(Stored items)

┌──

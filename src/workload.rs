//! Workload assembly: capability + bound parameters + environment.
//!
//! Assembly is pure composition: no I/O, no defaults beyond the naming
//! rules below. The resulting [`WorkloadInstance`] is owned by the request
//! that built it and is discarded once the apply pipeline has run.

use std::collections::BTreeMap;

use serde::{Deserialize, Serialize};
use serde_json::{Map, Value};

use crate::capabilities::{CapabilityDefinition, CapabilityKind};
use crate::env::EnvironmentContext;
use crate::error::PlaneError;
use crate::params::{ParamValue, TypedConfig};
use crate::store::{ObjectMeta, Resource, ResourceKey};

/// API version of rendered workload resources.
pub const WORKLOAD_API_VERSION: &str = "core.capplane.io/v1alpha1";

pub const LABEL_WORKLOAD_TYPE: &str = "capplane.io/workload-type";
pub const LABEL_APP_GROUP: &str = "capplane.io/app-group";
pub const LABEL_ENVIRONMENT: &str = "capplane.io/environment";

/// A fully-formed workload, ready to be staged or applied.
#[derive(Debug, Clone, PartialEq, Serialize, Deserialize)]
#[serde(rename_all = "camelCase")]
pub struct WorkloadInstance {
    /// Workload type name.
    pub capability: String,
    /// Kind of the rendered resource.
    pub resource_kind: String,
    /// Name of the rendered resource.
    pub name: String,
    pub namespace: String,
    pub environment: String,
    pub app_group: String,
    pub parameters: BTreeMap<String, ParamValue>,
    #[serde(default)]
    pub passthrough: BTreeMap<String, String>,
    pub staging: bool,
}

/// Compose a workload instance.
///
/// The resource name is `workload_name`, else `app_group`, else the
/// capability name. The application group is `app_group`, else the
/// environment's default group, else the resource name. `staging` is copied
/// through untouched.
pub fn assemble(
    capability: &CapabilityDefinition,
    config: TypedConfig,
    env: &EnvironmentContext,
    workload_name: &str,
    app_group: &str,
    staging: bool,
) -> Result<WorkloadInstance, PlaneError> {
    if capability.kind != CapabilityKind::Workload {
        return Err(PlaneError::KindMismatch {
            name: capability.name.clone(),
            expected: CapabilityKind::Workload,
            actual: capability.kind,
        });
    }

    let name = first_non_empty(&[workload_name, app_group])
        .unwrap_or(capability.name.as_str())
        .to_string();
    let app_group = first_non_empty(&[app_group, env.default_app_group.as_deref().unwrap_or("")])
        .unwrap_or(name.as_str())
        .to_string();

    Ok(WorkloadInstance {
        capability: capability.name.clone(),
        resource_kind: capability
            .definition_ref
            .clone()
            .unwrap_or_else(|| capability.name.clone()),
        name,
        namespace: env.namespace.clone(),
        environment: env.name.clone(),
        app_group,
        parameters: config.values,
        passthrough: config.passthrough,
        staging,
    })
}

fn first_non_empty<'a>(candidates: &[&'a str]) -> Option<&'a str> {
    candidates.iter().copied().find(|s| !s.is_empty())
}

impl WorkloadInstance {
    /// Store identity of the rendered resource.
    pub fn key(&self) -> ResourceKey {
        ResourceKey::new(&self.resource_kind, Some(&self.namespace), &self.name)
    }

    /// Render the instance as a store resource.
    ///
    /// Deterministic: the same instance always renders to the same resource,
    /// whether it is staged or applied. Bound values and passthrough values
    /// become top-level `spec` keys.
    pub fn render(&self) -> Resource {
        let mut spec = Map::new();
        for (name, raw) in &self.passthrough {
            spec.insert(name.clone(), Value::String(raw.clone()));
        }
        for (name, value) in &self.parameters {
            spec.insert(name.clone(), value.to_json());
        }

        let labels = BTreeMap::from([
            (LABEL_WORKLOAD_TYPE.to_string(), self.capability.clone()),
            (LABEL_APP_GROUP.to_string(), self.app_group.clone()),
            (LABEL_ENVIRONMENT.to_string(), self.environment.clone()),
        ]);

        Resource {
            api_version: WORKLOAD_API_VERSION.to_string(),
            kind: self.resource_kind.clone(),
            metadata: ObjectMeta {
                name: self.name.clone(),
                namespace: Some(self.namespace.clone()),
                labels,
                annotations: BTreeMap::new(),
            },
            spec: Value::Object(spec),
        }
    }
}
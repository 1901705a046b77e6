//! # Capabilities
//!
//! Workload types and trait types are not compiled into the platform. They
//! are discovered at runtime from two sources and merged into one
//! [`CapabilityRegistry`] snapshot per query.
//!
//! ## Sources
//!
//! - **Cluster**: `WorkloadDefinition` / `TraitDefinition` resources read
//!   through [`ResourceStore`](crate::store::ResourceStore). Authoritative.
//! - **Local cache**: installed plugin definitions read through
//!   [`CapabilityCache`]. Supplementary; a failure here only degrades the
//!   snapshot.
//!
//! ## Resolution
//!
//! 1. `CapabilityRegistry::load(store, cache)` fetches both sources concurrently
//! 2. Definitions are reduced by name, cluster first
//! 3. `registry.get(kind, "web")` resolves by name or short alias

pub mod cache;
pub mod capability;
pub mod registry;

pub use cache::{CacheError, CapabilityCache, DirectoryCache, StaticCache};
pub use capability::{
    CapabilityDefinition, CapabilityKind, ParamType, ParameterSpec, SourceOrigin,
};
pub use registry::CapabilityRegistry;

└──
┌──

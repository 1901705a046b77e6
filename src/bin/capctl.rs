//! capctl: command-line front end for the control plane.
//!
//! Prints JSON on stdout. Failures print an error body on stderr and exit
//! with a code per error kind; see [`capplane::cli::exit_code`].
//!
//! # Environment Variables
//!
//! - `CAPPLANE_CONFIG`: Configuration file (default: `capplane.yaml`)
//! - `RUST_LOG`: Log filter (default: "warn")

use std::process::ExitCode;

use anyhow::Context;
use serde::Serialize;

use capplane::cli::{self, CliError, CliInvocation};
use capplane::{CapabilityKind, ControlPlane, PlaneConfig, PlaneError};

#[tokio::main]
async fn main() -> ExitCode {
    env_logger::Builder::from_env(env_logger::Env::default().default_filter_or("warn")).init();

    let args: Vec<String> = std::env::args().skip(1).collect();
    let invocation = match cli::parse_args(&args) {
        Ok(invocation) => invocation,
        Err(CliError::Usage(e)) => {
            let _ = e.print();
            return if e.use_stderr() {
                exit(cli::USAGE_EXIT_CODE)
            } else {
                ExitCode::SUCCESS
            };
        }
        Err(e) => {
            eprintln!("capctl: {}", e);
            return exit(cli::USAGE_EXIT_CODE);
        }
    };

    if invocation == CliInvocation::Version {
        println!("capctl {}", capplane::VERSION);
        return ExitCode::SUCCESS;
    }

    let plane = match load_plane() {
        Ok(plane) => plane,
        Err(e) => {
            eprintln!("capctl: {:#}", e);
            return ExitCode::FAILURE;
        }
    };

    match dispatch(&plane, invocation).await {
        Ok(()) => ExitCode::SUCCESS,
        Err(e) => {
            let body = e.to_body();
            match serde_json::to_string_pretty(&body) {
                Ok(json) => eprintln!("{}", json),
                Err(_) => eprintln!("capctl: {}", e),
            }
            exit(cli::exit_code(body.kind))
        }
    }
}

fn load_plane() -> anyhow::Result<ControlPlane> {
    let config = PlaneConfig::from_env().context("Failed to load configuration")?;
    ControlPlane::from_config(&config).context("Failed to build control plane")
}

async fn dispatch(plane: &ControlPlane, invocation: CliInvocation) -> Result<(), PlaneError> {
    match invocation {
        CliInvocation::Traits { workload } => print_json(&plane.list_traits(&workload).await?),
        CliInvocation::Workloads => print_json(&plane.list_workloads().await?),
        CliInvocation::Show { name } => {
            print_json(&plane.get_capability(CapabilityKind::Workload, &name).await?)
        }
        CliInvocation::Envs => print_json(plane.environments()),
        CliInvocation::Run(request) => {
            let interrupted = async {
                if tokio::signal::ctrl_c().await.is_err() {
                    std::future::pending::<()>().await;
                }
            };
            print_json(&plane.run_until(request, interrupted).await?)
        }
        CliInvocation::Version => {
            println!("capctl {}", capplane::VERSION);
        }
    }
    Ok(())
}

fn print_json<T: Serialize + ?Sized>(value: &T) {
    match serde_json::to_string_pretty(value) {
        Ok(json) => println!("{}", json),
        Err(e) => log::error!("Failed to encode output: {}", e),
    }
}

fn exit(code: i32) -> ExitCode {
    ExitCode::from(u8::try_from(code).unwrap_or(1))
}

└──
┌──

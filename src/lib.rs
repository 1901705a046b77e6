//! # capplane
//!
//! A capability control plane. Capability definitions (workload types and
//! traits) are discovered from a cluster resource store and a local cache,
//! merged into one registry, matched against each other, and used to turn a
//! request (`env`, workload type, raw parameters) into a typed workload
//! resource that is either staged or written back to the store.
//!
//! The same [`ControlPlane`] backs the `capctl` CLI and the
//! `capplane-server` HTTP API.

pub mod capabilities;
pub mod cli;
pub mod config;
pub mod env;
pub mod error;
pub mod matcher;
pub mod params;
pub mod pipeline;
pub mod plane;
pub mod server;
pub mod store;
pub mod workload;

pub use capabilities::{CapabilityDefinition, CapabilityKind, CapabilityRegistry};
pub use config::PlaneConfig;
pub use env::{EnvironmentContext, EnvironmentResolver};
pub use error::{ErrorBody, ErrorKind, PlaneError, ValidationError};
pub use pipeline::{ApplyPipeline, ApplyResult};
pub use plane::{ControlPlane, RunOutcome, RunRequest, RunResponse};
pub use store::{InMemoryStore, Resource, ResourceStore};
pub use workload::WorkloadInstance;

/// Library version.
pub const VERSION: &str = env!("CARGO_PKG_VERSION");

└──

● **What to produce**
As listed above, the lines from the line with "filename src/workload.rs" to the line with "pipeline has run." are to be echoed exactly, with both ends included and nothing added.

● **Answer area**
filename src/workload.rs
//! Workload assembly: capability + bound parameters + environment.
//!
//! Assembly is pure composition: no I/O, no defaults beyond the naming
//! rules below. The resulting [`WorkloadInstance`] is owned by the request
//! that built it and is discarded once the apply pipeline has run.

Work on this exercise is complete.